Exercise instructions | Across the entries below, work out how many lines contain "derive". Respond with the number and no other text.

Data listing |

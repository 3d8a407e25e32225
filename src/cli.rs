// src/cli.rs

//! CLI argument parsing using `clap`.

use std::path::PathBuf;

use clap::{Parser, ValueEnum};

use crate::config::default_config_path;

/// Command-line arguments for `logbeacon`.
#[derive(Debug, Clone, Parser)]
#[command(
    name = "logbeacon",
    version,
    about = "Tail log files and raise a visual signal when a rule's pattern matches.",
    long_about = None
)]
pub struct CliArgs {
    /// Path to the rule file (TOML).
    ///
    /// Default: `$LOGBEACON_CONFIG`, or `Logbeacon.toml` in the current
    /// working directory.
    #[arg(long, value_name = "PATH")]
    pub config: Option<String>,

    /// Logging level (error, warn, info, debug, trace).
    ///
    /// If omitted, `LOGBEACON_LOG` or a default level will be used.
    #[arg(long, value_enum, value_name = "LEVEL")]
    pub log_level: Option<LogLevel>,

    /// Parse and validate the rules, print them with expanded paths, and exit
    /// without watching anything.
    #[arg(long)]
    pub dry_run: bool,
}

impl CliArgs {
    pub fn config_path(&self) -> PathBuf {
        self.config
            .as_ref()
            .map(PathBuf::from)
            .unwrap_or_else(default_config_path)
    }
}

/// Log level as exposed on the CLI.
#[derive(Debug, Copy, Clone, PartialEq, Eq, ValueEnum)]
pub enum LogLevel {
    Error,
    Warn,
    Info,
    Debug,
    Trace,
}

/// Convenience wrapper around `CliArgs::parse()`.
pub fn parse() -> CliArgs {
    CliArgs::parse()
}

Result below | 2